Va riconosciuto all’agenzia delle Entrate il potere di riclassificazione delle poste del bilancio, contestandone i criteri di compilazione in presenza di determinati presupposti al fine di far emergere o meno la sussistenza di un credito tributario e del correlato diritto al rimborso. Questo il principio che emerge dalla sentenza pronunciata della Ctr Lombardia n. 4267/2019, depositata il 29 ottobre 2019.
L’annosa questione decisa dalla Commissione tributaria regionale per la Lombardia dopo il «cassa e rinvia» da parte della Suprema Corte di cassazione è particolarmente importante, a parere di chi scrive, in quanto afferisce la facoltà dell’amministrazione finanziaria di intaccare le poste del bilancio redatto dalle imprese secondo i principi del codice civile.
In particolare la vicenda esaminata sia dai giudici di merito che di legittimità concerneva un avviso di accertamento con il quale l’ufficio recuperava un rimborso Iva ritenendo la ricorrente ( società immobiliare) non operativa ai sensi dell’articolo 30 della legge 724/1994.
L’accertamento traeva origine dalle risultanze di un Pvc della Gdf in cui veniva accertata la non operatività della società che, pur avendo ad oggetto l’acquisto, la vendita, la permuta e le valorizzazione di beni immobili, aveva svolto esclusivamente attività di locazione dell’unico immobile di cui era proprietaria, acquistato dopo alcuni giorni dalla sua costituzione in data e mai posto in vendita.
Tali risultanze istruttorie venivano recepite nell’avviso di accertamento de quo il quale veniva motivato sull’assunto che l’immobile non poteva figurare nell’attivo circolante del bilancio societario, bensì fra le immobilizzazioni materiali, per cui, atteso che l’ammontare complessivo dei ricavi, degli incrementi, delle rimanenze e dei proventi risultanti dal conto economico era inferiore alla somma degli importi che si ottenevano applicando 1 % del valore dei beni indicati nell’articolo 53, Tuir, il 4% del valore delle immobilizzazioni costituite da beni immobili e il 15% del valore delle altre immobilizzazioni e, quindi, a norma dell’articolo 3 legge 662/1996, l’eccedenza di credito esposta dalla dichiarazione Iva non poteva essere ammessa a rimborso.

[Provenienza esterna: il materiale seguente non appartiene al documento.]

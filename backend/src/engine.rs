//! Assembled driving ports over a chosen set of adapters.
//!
//! Callers hold an [`Engine`] and talk to the trait objects it exposes; which
//! adapters sit underneath is decided once, here.

use std::sync::Arc;

use mockable::Clock;
use tracing::info;

use crate::config::EngineSettings;
use crate::domain::ports::{
    Directory, DirectoryStatistics, DirectoryWriter, PullRequestCommand, PullRequestQuery,
    PullRequestStatistics, PullRequestStore, StatisticsQuery, TeamCommand, TeamQuery,
};
use crate::domain::{PullRequestService, StatisticsService, TeamService};
use crate::outbound::memory::{InMemoryDirectory, InMemoryPullRequestStore};
use crate::outbound::persistence::{DbPool, DieselDirectory, DieselPullRequestStore, PoolError};

/// Failures while wiring an engine.
#[derive(Debug, thiserror::Error)]
pub enum BootstrapError {
    /// The database pool could not be built.
    #[error(transparent)]
    Pool(#[from] PoolError),
}

/// Driving ports sharing one directory and one pull request store.
#[derive(Clone)]
pub struct Engine {
    /// Create, merge and reassign.
    pub pull_requests: Arc<dyn PullRequestCommand>,
    /// Pull request lookups and review listings.
    pub pull_request_queries: Arc<dyn PullRequestQuery>,
    /// Team creation and member activity toggles.
    pub teams: Arc<dyn TeamCommand>,
    /// Team lookups by name.
    pub team_queries: Arc<dyn TeamQuery>,
    /// Aggregate counts and reviewer loads.
    pub statistics: Arc<dyn StatisticsQuery>,
}

impl Engine {
    /// Wire services over process-local adapters.
    pub fn in_memory(clock: Arc<dyn Clock>) -> Self {
        Self::assemble(
            Arc::new(InMemoryDirectory::new()),
            Arc::new(InMemoryPullRequestStore::new()),
            clock,
        )
    }

    /// Wire services over PostgreSQL when `settings` name a database.
    ///
    /// Falls back to [`Engine::in_memory`] when no database URL is set.
    ///
    /// # Errors
    ///
    /// Returns [`BootstrapError::Pool`] when the pool cannot be built.
    pub async fn connect(
        settings: &EngineSettings,
        clock: Arc<dyn Clock>,
    ) -> Result<Self, BootstrapError> {
        let Some(config) = settings.pool_config() else {
            info!("no database configured; using in-memory adapters");
            return Ok(Self::in_memory(clock));
        };

        let pool = DbPool::new(config).await?;
        info!("database pool ready");
        Ok(Self::assemble(
            Arc::new(DieselDirectory::new(pool.clone())),
            Arc::new(DieselPullRequestStore::new(pool)),
            clock,
        ))
    }

    fn assemble<D, S>(directory: Arc<D>, store: Arc<S>, clock: Arc<dyn Clock>) -> Self
    where
        D: Directory + DirectoryWriter + DirectoryStatistics + 'static,
        S: PullRequestStore + PullRequestStatistics + 'static,
    {
        let pull_requests = Arc::new(PullRequestService::new(
            Arc::clone(&directory),
            Arc::clone(&store),
            clock,
        ));
        let teams = Arc::new(TeamService::new(Arc::clone(&directory)));
        let statistics = Arc::new(StatisticsService::new(directory, store));

        Self {
            pull_requests: pull_requests.clone(),
            pull_request_queries: pull_requests,
            teams: teams.clone(),
            team_queries: teams,
            statistics,
        }
    }
}
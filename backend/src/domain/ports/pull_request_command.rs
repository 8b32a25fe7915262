//! Driving port for pull request mutations.
//!
//! Creation assigns initial reviewers, merging closes the pull request, and
//! reassignment swaps one reviewer for an eligible teammate.

use async_trait::async_trait;
use serde::{Deserialize, Serialize};

use crate::domain::{Error, PullRequest, PullRequestId, UserId};

/// Request to open a pull request.
#[derive(Debug, Clone, PartialEq, Eq, Serialize, Deserialize)]
#[serde(rename_all = "camelCase")]
pub struct CreatePullRequestRequest {
    pub id: PullRequestId,
    pub name: String,
    pub author: UserId,
}

/// Request to swap a reviewer out of a pull request.
#[derive(Debug, Clone, PartialEq, Eq, Serialize, Deserialize)]
#[serde(rename_all = "camelCase")]
pub struct ReassignReviewerRequest {
    pub pull_request_id: PullRequestId,
    pub old_reviewer: UserId,
}

/// Result of a successful reassignment.
#[derive(Debug, Clone, PartialEq, Eq, Serialize, Deserialize)]
#[serde(rename_all = "camelCase")]
pub struct ReassignReviewerResponse {
    pub pull_request: PullRequest,
    pub replaced_by: UserId,
}

#[cfg_attr(test, mockall::automock)]
#[async_trait]
pub trait PullRequestCommand: Send + Sync {
    /// Open a pull request and assign up to two reviewers from the author's
    /// team.
    async fn create_pull_request(
        &self,
        request: CreatePullRequestRequest,
    ) -> Result<PullRequest, Error>;

    /// Merge a pull request. Merging twice returns the first result.
    async fn merge_pull_request(&self, id: &PullRequestId) -> Result<PullRequest, Error>;

    /// Replace a reviewer with the first eligible member of their team.
    async fn reassign_reviewer(
        &self,
        request: ReassignReviewerRequest,
    ) -> Result<ReassignReviewerResponse, Error>;
}
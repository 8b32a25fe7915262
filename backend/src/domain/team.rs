//! Teams and their ordered rosters.

use serde::{Deserialize, Serialize};

use super::{TeamName, User, UserId, Username};

/// A roster entry as returned by the directory.
#[derive(Debug, Clone, PartialEq, Eq, Serialize, Deserialize)]
#[serde(rename_all = "camelCase")]
pub struct TeamMember {
    pub id: UserId,
    pub username: Username,
    pub active: bool,
}

impl TeamMember {
    /// Construct a roster entry.
    pub fn new(id: UserId, username: Username, active: bool) -> Self {
        Self {
            id,
            username,
            active,
        }
    }

    /// Promote the entry to a full user record belonging to `team`.
    pub fn into_user(self, team: TeamName) -> User {
        User::new(self.id, self.username, team, self.active)
    }
}

/// A team together with its roster.
///
/// Roster order is significant: the assignment policies break ties by
/// taking earlier members first.
#[derive(Debug, Clone, PartialEq, Eq, Serialize, Deserialize)]
#[serde(rename_all = "camelCase")]
pub struct Team {
    name: TeamName,
    members: Vec<TeamMember>,
}

impl Team {
    /// Construct a team from its name and ordered roster.
    pub fn new(name: TeamName, members: Vec<TeamMember>) -> Self {
        Self { name, members }
    }

    /// Team name.
    pub fn name(&self) -> &TeamName {
        &self.name
    }

    /// Ordered roster.
    pub fn members(&self) -> &[TeamMember] {
        &self.members
    }
}
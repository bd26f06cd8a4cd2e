//! Copy, cut and paste.
//!
//! The clipboard holds one payload: a JSON array of serialized shape
//! records, fully overwritten on every copy. Pasting offsets each shape by
//! (+20, +20), assigns a fresh id and resets the fill, so a paste is a new
//! object wherever it lands. A malformed payload aborts the whole paste;
//! an individually undecodable entry is skipped without aborting the rest.

use kurbo::Vec2;
use serde_json::Value;
use thiserror::Error;

use loomboard_room::RoomError;

use crate::color::DEFAULT_FILL;
use crate::scene::Scene;
use crate::shapes::ShapeRecord;
use crate::store::DocumentStore;

/// Offset applied to pasted shapes so the copy is visibly distinct.
pub const PASTE_OFFSET: f64 = 20.0;

#[derive(Debug, Error)]
pub enum ClipboardError {
    #[error("clipboard backend unavailable: {0}")]
    Unavailable(String),
}

/// Storage backend for the clipboard payload.
pub trait Clipboard {
    fn write(&mut self, payload: String) -> Result<(), ClipboardError>;
    fn read(&self) -> Result<Option<String>, ClipboardError>;
}

/// In-memory clipboard: a single slot, overwritten on every write.
#[derive(Debug, Default)]
pub struct MemoryClipboard {
    slot: Option<String>,
}

impl MemoryClipboard {
    pub fn new() -> Self {
        Self::default()
    }
}

impl Clipboard for MemoryClipboard {
    fn write(&mut self, payload: String) -> Result<(), ClipboardError> {
        self.slot = Some(payload);
        Ok(())
    }

    fn read(&self) -> Result<Option<String>, ClipboardError> {
        Ok(self.slot.clone())
    }
}

/// Serialize the selected records to the clipboard. Returns how many were
/// copied; an empty selection leaves the clipboard untouched.
pub fn copy_selection(
    scene: &Scene,
    clipboard: &mut dyn Clipboard,
) -> Result<usize, ClipboardError> {
    let records: Vec<&ShapeRecord> = scene
        .selection()
        .iter()
        .filter_map(|id| scene.visual(*id).map(|v| &v.record))
        .collect();
    if records.is_empty() {
        return Ok(0);
    }
    let payload = match serde_json::to_string(&records) {
        Ok(payload) => payload,
        Err(err) => {
            log::error!("failed to serialize selection: {err}");
            return Ok(0);
        }
    };
    clipboard.write(payload)?;
    Ok(records.len())
}

/// Paste the clipboard payload onto the canvas. Each pasted shape gets a
/// fresh id, a (+20, +20) offset and the default fill, and is synced to the
/// store. Returns how many shapes were pasted.
pub fn paste(
    scene: &mut Scene,
    store: &mut DocumentStore,
    clipboard: &dyn Clipboard,
) -> Result<usize, RoomError> {
    let payload = match clipboard.read() {
        Ok(Some(payload)) => payload,
        Ok(None) => return Ok(0),
        Err(err) => {
            log::error!("clipboard read failed: {err}");
            return Ok(0);
        }
    };
    let entries: Vec<Value> = match serde_json::from_str(&payload) {
        Ok(entries) => entries,
        Err(err) => {
            // Malformed payload: abort, paste nothing.
            log::error!("malformed clipboard payload: {err}");
            return Ok(0);
        }
    };

    let mut pasted = 0;
    for entry in entries {
        let mut record: ShapeRecord = match serde_json::from_value(entry) {
            Ok(record) => record,
            Err(err) => {
                log::warn!("skipping unpasteable clipboard entry: {err}");
                continue;
            }
        };
        record.regenerate_id();
        record.translate(Vec2::new(PASTE_OFFSET, PASTE_OFFSET));
        record.style_mut().fill = Some(DEFAULT_FILL.to_string());
        scene.add(record.clone());
        store.sync_shape(record)?;
        pasted += 1;
    }
    Ok(pasted)
}

/// Copy the selection, then delete it.
pub fn cut_selection(
    scene: &mut Scene,
    store: &mut DocumentStore,
    clipboard: &mut dyn Clipboard,
) -> Result<usize, RoomError> {
    let copied = match copy_selection(scene, clipboard) {
        Ok(copied) => copied,
        Err(err) => {
            log::error!("clipboard write failed: {err}");
            return Ok(0);
        }
    };
    if copied == 0 {
        return Ok(0);
    }
    let ids: Vec<_> = scene.selection().to_vec();
    for id in &ids {
        scene.remove(*id);
    }
    store.delete_shapes(&ids)?;
    Ok(copied)
}

#[cfg(test)]
mod tests {
    use super::*;
    use crate::shapes::Rectangle;
    use kurbo::Point;

    fn selected_rect(scene: &mut Scene, store: &mut DocumentStore, x: f64, y: f64) -> ShapeRecord {
        let record = ShapeRecord::Rectangle(Rectangle::new(Point::new(x, y)));
        scene.add(record.clone());
        store.sync_shape(record.clone()).unwrap();
        scene.select(vec![record.object_id()]);
        record
    }

    #[test]
    fn test_copy_paste_offsets_and_renames() {
        let mut scene = Scene::new(800.0, 600.0);
        let mut store = DocumentStore::new();
        let mut clipboard = MemoryClipboard::new();
        let original = selected_rect(&mut scene, &mut store, 30.0, 40.0);

        assert_eq!(copy_selection(&scene, &mut clipboard).unwrap(), 1);
        assert_eq!(paste(&mut scene, &mut store, &clipboard).unwrap(), 1);

        assert_eq!(store.len(), 2);
        let copy = store
            .document()
            .into_values()
            .find(|r| r.object_id() != original.object_id())
            .unwrap();
        assert_eq!(copy.position(), Point::new(50.0, 60.0));
        assert_eq!(copy.style().fill.as_deref(), Some("#aabbcc"));
    }

    #[test]
    fn test_copy_overwrites_previous_payload() {
        let mut scene = Scene::new(800.0, 600.0);
        let mut store = DocumentStore::new();
        let mut clipboard = MemoryClipboard::new();

        selected_rect(&mut scene, &mut store, 0.0, 0.0);
        copy_selection(&scene, &mut clipboard).unwrap();

        let second = selected_rect(&mut scene, &mut store, 100.0, 100.0);
        copy_selection(&scene, &mut clipboard).unwrap();

        // Only the second selection is on the clipboard.
        let mut target_scene = Scene::new(800.0, 600.0);
        let mut target_store = DocumentStore::new();
        assert_eq!(
            paste(&mut target_scene, &mut target_store, &clipboard).unwrap(),
            1
        );
        let pasted = target_store.document().into_values().next().unwrap();
        assert_eq!(
            pasted.position(),
            second.position() + Vec2::new(20.0, 20.0)
        );
    }

    #[test]
    fn test_malformed_payload_aborts_whole_paste() {
        let mut scene = Scene::new(800.0, 600.0);
        let mut store = DocumentStore::new();
        let mut clipboard = MemoryClipboard::new();
        clipboard.write("{not json".to_string()).unwrap();

        assert_eq!(paste(&mut scene, &mut store, &clipboard).unwrap(), 0);
        assert!(store.is_empty());
        assert!(scene.is_empty());
    }

    #[test]
    fn test_entry_without_id_skipped_not_fatal() {
        let mut scene = Scene::new(800.0, 600.0);
        let mut store = DocumentStore::new();
        let mut clipboard = MemoryClipboard::new();

        let good = ShapeRecord::Rectangle(Rectangle::new(Point::new(0.0, 0.0)));
        let mut entries = vec![serde_json::to_value(&good).unwrap()];
        // Shape with its required id stripped out.
        let mut bad = serde_json::to_value(&good).unwrap();
        bad.as_object_mut().unwrap().remove("objectId");
        entries.push(bad);
        clipboard
            .write(serde_json::to_string(&entries).unwrap())
            .unwrap();

        assert_eq!(paste(&mut scene, &mut store, &clipboard).unwrap(), 1);
        assert_eq!(store.len(), 1);
    }

    #[test]
    fn test_cut_removes_after_copy() {
        let mut scene = Scene::new(800.0, 600.0);
        let mut store = DocumentStore::new();
        let mut clipboard = MemoryClipboard::new();
        let record = selected_rect(&mut scene, &mut store, 10.0, 10.0);

        assert_eq!(cut_selection(&mut scene, &mut store, &mut clipboard).unwrap(), 1);
        assert!(store.get(record.object_id()).is_none());
        assert!(scene.is_empty());

        // The cut content pastes back.
        assert_eq!(paste(&mut scene, &mut store, &clipboard).unwrap(), 1);
        assert_eq!(store.len(), 1);
    }

    #[test]
    fn test_paste_empty_clipboard_is_noop() {
        let mut scene = Scene::new(800.0, 600.0);
        let mut store = DocumentStore::new();
        let clipboard = MemoryClipboard::new();
        assert_eq!(paste(&mut scene, &mut store, &clipboard).unwrap(), 0);
    }
}
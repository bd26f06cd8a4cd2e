//! Fire-and-forget broadcast bus.
//!
//! Events are delivered unordered to every connected replica except the
//! sender, with no delivery or ordering guarantee; consumers must tolerate
//! loss and heal from current state. A subscription lives exactly as long as
//! its [`BusHandle`]: dropping the handle disconnects it, so a registration
//! is always paired with one release of the same identity.

use std::collections::{HashMap, VecDeque};
use std::sync::{Arc, Mutex, MutexGuard};

struct Inner<E> {
    inboxes: HashMap<u64, VecDeque<E>>,
    next_id: u64,
}

/// Shared broadcast bus. Clone handles out with [`EventBus::connect`].
pub struct EventBus<E> {
    inner: Arc<Mutex<Inner<E>>>,
}

impl<E: Clone> EventBus<E> {
    pub fn new() -> Self {
        Self {
            inner: Arc::new(Mutex::new(Inner {
                inboxes: HashMap::new(),
                next_id: 0,
            })),
        }
    }

    /// Connect a replica to the bus. The returned handle owns the
    /// subscription; dropping it stops all delivery to this replica.
    pub fn connect(&self) -> BusHandle<E> {
        let mut inner = lock(&self.inner);
        let id = inner.next_id;
        inner.next_id += 1;
        inner.inboxes.insert(id, VecDeque::new());
        BusHandle {
            id,
            inner: Arc::clone(&self.inner),
        }
    }

    /// Number of connected handles.
    pub fn connections(&self) -> usize {
        lock(&self.inner).inboxes.len()
    }
}

impl<E: Clone> Default for EventBus<E> {
    fn default() -> Self {
        Self::new()
    }
}

impl<E> Clone for EventBus<E> {
    fn clone(&self) -> Self {
        Self {
            inner: Arc::clone(&self.inner),
        }
    }
}

/// One replica's connection to an [`EventBus`].
pub struct BusHandle<E> {
    id: u64,
    inner: Arc<Mutex<Inner<E>>>,
}

impl<E: Clone> BusHandle<E> {
    /// Broadcast an event to every other connected replica.
    /// Fire-and-forget: there is no acknowledgement.
    pub fn broadcast(&self, event: E) {
        let mut inner = lock(&self.inner);
        let sender = self.id;
        for (&id, inbox) in inner.inboxes.iter_mut() {
            if id != sender {
                inbox.push_back(event.clone());
            }
        }
    }

    /// Take all pending events for this replica.
    pub fn drain(&self) -> Vec<E> {
        let mut inner = lock(&self.inner);
        match inner.inboxes.get_mut(&self.id) {
            Some(inbox) => inbox.drain(..).collect(),
            None => Vec::new(),
        }
    }

    /// Pending event count without draining.
    pub fn pending(&self) -> usize {
        lock(&self.inner)
            .inboxes
            .get(&self.id)
            .map_or(0, |inbox| inbox.len())
    }
}

impl<E> Drop for BusHandle<E> {
    fn drop(&mut self) {
        let mut inner = lock(&self.inner);
        inner.inboxes.remove(&self.id);
    }
}

fn lock<E>(inner: &Arc<Mutex<Inner<E>>>) -> MutexGuard<'_, Inner<E>> {
    match inner.lock() {
        Ok(guard) => guard,
        Err(poisoned) => {
            log::warn!("event bus lock poisoned, recovering");
            poisoned.into_inner()
        }
    }
}

#[cfg(test)]
mod tests {
    use super::*;

    #[test]
    fn test_broadcast_skips_sender() {
        let bus: EventBus<u32> = EventBus::new();
        let a = bus.connect();
        let b = bus.connect();

        a.broadcast(7);
        assert_eq!(a.drain(), Vec::<u32>::new());
        assert_eq!(b.drain(), vec![7]);
    }

    #[test]
    fn test_drain_empties_inbox() {
        let bus: EventBus<u32> = EventBus::new();
        let a = bus.connect();
        let b = bus.connect();

        a.broadcast(1);
        a.broadcast(2);
        assert_eq!(b.drain(), vec![1, 2]);
        assert!(b.drain().is_empty());
    }

    #[test]
    fn test_drop_disconnects() {
        let bus: EventBus<u32> = EventBus::new();
        let a = bus.connect();
        let b = bus.connect();
        assert_eq!(bus.connections(), 2);

        drop(b);
        assert_eq!(bus.connections(), 1);

        // No delivery to the dropped handle, and no panic broadcasting.
        a.broadcast(9);
        assert_eq!(a.pending(), 0);
    }
}
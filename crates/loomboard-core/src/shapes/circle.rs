//! Circle record.

use super::{ObjectId, ShapeStyle};
use kurbo::Point;
use serde::{Deserialize, Serialize};
use uuid::Uuid;

/// Default radius for newly created circles.
const DEFAULT_RADIUS: f64 = 100.0;

/// A circle anchored by the top-left corner of its bounding box.
#[derive(Debug, Clone, PartialEq, Serialize, Deserialize)]
#[serde(rename_all = "camelCase")]
pub struct Circle {
    pub object_id: ObjectId,
    pub left: f64,
    pub top: f64,
    pub radius: f64,
    #[serde(flatten)]
    pub style: ShapeStyle,
}

impl Circle {
    /// Create a default circle at `position`.
    pub fn new(position: Point) -> Self {
        Self {
            object_id: Uuid::new_v4(),
            left: position.x,
            top: position.y,
            radius: DEFAULT_RADIUS,
            style: ShapeStyle::filled(),
        }
    }
}
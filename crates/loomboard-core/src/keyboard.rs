//! Keyboard shortcut decoding.
//!
//! Maps raw key events to logical editor actions. Ctrl and Cmd are one
//! modifier flag so the mapping is OS-agnostic.

use serde::{Deserialize, Serialize};

/// Logical editor shortcuts.
#[derive(Debug, Clone, Copy, PartialEq, Eq, Hash, Serialize, Deserialize)]
#[serde(rename_all = "lowercase")]
pub enum Shortcut {
    Copy,
    Paste,
    Cut,
    Undo,
    Redo,
}

impl Shortcut {
    /// Decode a key press. `ctrl_or_cmd` is Ctrl on Linux/Windows, Cmd on
    /// macOS; without it nothing here matches.
    pub fn from_key(key: char, ctrl_or_cmd: bool) -> Option<Self> {
        if !ctrl_or_cmd {
            return None;
        }
        match key.to_ascii_lowercase() {
            'c' => Some(Shortcut::Copy),
            'v' => Some(Shortcut::Paste),
            'x' => Some(Shortcut::Cut),
            'z' => Some(Shortcut::Undo),
            'y' => Some(Shortcut::Redo),
            _ => None,
        }
    }
}

#[cfg(test)]
mod tests {
    use super::*;

    #[test]
    fn test_decodes_with_modifier() {
        assert_eq!(Shortcut::from_key('c', true), Some(Shortcut::Copy));
        assert_eq!(Shortcut::from_key('V', true), Some(Shortcut::Paste));
        assert_eq!(Shortcut::from_key('x', true), Some(Shortcut::Cut));
        assert_eq!(Shortcut::from_key('z', true), Some(Shortcut::Undo));
        assert_eq!(Shortcut::from_key('y', true), Some(Shortcut::Redo));
    }

    #[test]
    fn test_requires_modifier() {
        assert_eq!(Shortcut::from_key('c', false), None);
        assert_eq!(Shortcut::from_key('q', true), None);
    }
}
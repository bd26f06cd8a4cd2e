//! Freeform path record.

use super::{ObjectId, ShapeStyle};
use serde::{Deserialize, Serialize};
use uuid::Uuid;

/// A freeform stroke captured from native free-drawing.
/// Points are absolute canvas coordinates; `left`/`top` track their minimum.
#[derive(Debug, Clone, PartialEq, Serialize, Deserialize)]
#[serde(rename_all = "camelCase")]
pub struct Path {
    pub object_id: ObjectId,
    pub left: f64,
    pub top: f64,
    pub points: Vec<(f64, f64)>,
    #[serde(flatten)]
    pub style: ShapeStyle,
}

impl Path {
    /// Build a path from captured points. Empty input yields a degenerate
    /// path at the origin.
    pub fn from_points(points: Vec<(f64, f64)>) -> Self {
        let left = points.iter().map(|p| p.0).fold(f64::INFINITY, f64::min);
        let left = if left.is_finite() { left } else { 0.0 };
        let top = points.iter().map(|p| p.1).fold(f64::INFINITY, f64::min);
        let top = if top.is_finite() { top } else { 0.0 };
        Self {
            object_id: Uuid::new_v4(),
            left,
            top,
            points,
            style: ShapeStyle::stroked(),
        }
    }

    /// Width and height of the point cloud's bounding box.
    pub fn extent(&self) -> (f64, f64) {
        let mut max_x = f64::NEG_INFINITY;
        let mut min_x = f64::INFINITY;
        let mut max_y = f64::NEG_INFINITY;
        let mut min_y = f64::INFINITY;
        for &(x, y) in &self.points {
            min_x = min_x.min(x);
            max_x = max_x.max(x);
            min_y = min_y.min(y);
            max_y = max_y.max(y);
        }
        if self.points.is_empty() {
            (0.0, 0.0)
        } else {
            (max_x - min_x, max_y - min_y)
        }
    }
}

#[cfg(test)]
mod tests {
    use super::*;

    #[test]
    fn test_from_points_tracks_min() {
        let path = Path::from_points(vec![(10.0, 30.0), (5.0, 40.0), (20.0, 25.0)]);
        assert_eq!(path.left, 5.0);
        assert_eq!(path.top, 25.0);
        assert_eq!(path.extent(), (15.0, 15.0));
    }

    #[test]
    fn test_empty_points_degenerate() {
        let path = Path::from_points(Vec::new());
        assert_eq!((path.left, path.top), (0.0, 0.0));
        assert_eq!(path.extent(), (0.0, 0.0));
    }
}
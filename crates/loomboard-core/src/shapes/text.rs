//! Text record.

use super::{ObjectId, ShapeStyle};
use kurbo::Point;
use serde::{Deserialize, Serialize};
use uuid::Uuid;

pub(crate) const DEFAULT_TEXT: &str = "Tap to Type";
const DEFAULT_FONT_SIZE: f64 = 36.0;
const DEFAULT_FONT_FAMILY: &str = "Helvetica";
const DEFAULT_FONT_WEIGHT: &str = "400";

#[derive(Debug, Clone, PartialEq, Serialize, Deserialize)]
#[serde(rename_all = "camelCase")]
pub struct Text {
    pub object_id: ObjectId,
    pub left: f64,
    pub top: f64,
    pub text: String,
    pub font_size: f64,
    pub font_family: String,
    /// CSS-style weight string ("400", "600", ...).
    pub font_weight: String,
    #[serde(flatten)]
    pub style: ShapeStyle,
}

impl Text {
    /// Create a text record with the placeholder content.
    pub fn new(position: Point) -> Self {
        Self {
            object_id: Uuid::new_v4(),
            left: position.x,
            top: position.y,
            text: DEFAULT_TEXT.to_string(),
            font_size: DEFAULT_FONT_SIZE,
            font_family: DEFAULT_FONT_FAMILY.to_string(),
            font_weight: DEFAULT_FONT_WEIGHT.to_string(),
            style: ShapeStyle::filled(),
        }
    }
}

#[cfg(test)]
mod tests {
    use super::*;

    #[test]
    fn test_placeholder_defaults() {
        let text = Text::new(Point::ZERO);
        assert_eq!(text.text, "Tap to Type");
        assert_eq!(text.font_size, 36.0);
        assert_eq!(text.font_family, "Helvetica");
        assert_eq!(text.font_weight, "400");
    }
}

Tralasciando tutti gli altri motivi d’impugnazione che hanno caratterizzato il lungo iter processuale ci si sofferma su quello concernente la dedotta violazione , da parte dell’ufficio, consistita nell’aver riclassificato le voci del bilancio della società regolarmente approvato dalla assemblea dei soci; su tale aspetto i primi giudici avevano osservato che l’articolo 30 della legge 23 dicembre 1994 non prevede la possibilità per l’amministrazione finanziaria di riclassificare le poste di bilancio da «Rimanenze» ad «lmmobilizzazioni» e che, pertanto, la riclassificazione effettuata dall’ufficio sulle poste di bilancio d’esercizio, era stata effettuata in contrasto alla delibera assembleare ed alle risultanze delle scritture contabili regolarmente tenute, ciò in violazione dell’articolo 2423 e seguenti del codice civile.
La Ctr recepisce il principio di diritto enunciato dalla Corte di cassazione in fase di rinvio ( Ordinanza n. 20122/2018) che in un due passaggi chiave della motivazione afferma come: a) «Gli amministratori della società, cui spetta di redigere il bilancio secondo le norme di cui agli artt. 2423-2426 cod. civ., non rivestono la qualità di pubblici ufficiali e tanto basta ad escludere che il bilancio ·sia annoverabile fra gli atti che, ai sensi dell’art. 2700 cod civ., fanno piena prova, sino a querela di falso, della corrispondenza al vero delle attestazioni che vi sono contenute.
Al contrario, l’art. 2379 e.e. consente a chiunque vi abbia interesse di impugnare la delibera di approvazione del bilancio, entro tre anni dalla sua iscrizione, per ottenerne l’annullamento, chiedendo al giudice di valutare se il documento sia stato o mena redatto in conformità dei principi inderogabili di verità e chiarezza previsti dalla legge, senza alcuna necessità di esperire contestualmente querela incidentale di falso»… b) «…la possibilità per l’Agenzia delle entrate di rettificare il bilancio, contestando i criteri utilizzati dal contribuente nella sua redazione, al fine di far emergere la sussistenza di un credito tributario evaso o l’insussistenza di quello chiesto a rimborso, è del resto implicitamente prevista da tutte le norme antielusive che consentono all’Ufficio non solo di procedere ad ispezioni e verifiche sulle scritture contabili, ma anche, in presenza di determinati presupposti, di operare l’accertamento in via presuntiva…».
Recepiti i suddetti principi e perimetrato l’oggetto della decisione, la Ctr evidenzia come l’aspetto controverso non fosse la validità della delibera di approvazione, bensì la corrispondenza al vero delle risultanze del bilancio. In tal senso, chiosa il Collegio, «va riconosciuto all’Agenzia delle entrate il potere di riclassificazione delle poste del bilancio, contestandone i criteri di compilazione in presenza di determinati presupposti (quali quelli previsti dagli articolo 30 legge n. 724/94 e 3 comma 45 legge n. 662/68), al fine di far emergere o meno la sussistenza di un credito tributario e del correlato rimborso». Nel caso di specie gli immobili in questione andavano quindi riclassificati come “immobilizzazioni materiali” secondo una corretta rappresentazione in bilancio, considerato che non erano stati compravenduti in tempi ragionevoli ma, per tutto il periodo considerato, rimasti sempre locati.